Se levantó, dándole al viejo guardián un suave asentimiento y una sonrisa agradecida. —Gracias, Lord Markis, por todos estos regalos. Prometemos que los usaremos para las cosas correctas y nos aseguraremos de luchar contra los espíritus oscuros hasta la última gota de nuestras fuerzas.
Lord Markis asintió en respuesta y luego se volvió más translúcido hasta que no fue nada en la oscuridad.
—Deberíamos salir de aquí ahora —dijo Papá con voz firme mientras su mandíbula se tensaba como si comenzara a sentir peligro.

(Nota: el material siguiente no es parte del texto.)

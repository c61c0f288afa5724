//! Settings error types.

use std::path::PathBuf;

use thiserror::Error;

/// Why a settings file could not be turned into [`crate::NebulaSettings`].
#[derive(Debug, Error)]
pub enum SettingsError {
    /// The file exists but could not be read.
    #[error("cannot read {}: {source}", path.display())]
    Read {
        /// File that was being read.
        path: PathBuf,
        /// Underlying I/O failure.
        #[source]
        source: std::io::Error,
    },
    /// The file is not JSON, or a field has the wrong shape.
    #[error("malformed settings in {}: {source}", path.display())]
    Parse {
        /// File that was being parsed.
        path: PathBuf,
        /// Decoder diagnostic, with line and column.
        #[source]
        source: serde_json::Error,
    },
    /// Compiled defaults failed to serialize.
    #[error("cannot encode default settings: {0}")]
    Encode(#[from] serde_json::Error),
    /// A value parsed but is unusable, such as a zero-sized queue.
    #[error("{key}: {reason}")]
    Invalid {
        /// Dotted camelCase key, e.g. `server.maxConnections`.
        key: &'static str,
        /// What is wrong with it.
        reason: String,
    },
}

impl SettingsError {
    pub(crate) fn invalid(key: &'static str, reason: impl Into<String>) -> Self {
        Self::Invalid {
            key,
            reason: reason.into(),
        }
    }
}

/// Result type for settings operations.
pub type Result<T> = std::result::Result<T, SettingsError>;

—Esperen, ¿alguien ha visto a Púrpura? —preguntó Diana, preocupada por el pequeño cachorro. Comencé a entrar en pánico cuando recordé que habíamos traído a Púrpura aquí, pero luego nos olvidamos después de que mi hermana y yo nos aterrorizamos por lo que le sucedió a Mamá y Papá.
—¡Mamá, tenemos que buscarla! —lloré, desesperado por encontrar a nuestra pequeña cachorra, ¡pero no estaba en ninguna parte dentro del lugar! ¡No podíamos verla ni oírla!
Diana comenzó a llorar, y Mamá acercó a mi hermana contra su pecho para calmarla. —Está bien, cariño, buscaremos a Púrpura. Quizás solo está afuera esperando que todos salgamos. —Mamá acarició el cabello de mi hermana mientras Diana se secaba las lágrimas con el dorso de la mano.
—Ella volverá —dijo Papá con una sonrisa, pero podía notar que no estaba seguro de ello. Solo fingí creerles a pesar de la tristeza porque nunca quise que Diana entrara en pánico y sufriera más después de que Púrpura desapareciera.
Mamá me miró como diciéndome que todo estaría bien, y Papá puso su mano sobre mi cabeza como asegurándome que harían todo lo posible para encontrar a nuestra cachorra.
Miré hacia abajo al collar donde estaba mi silbato y me pregunté.
¿Podría también llamar a Púrpura con esta cosa?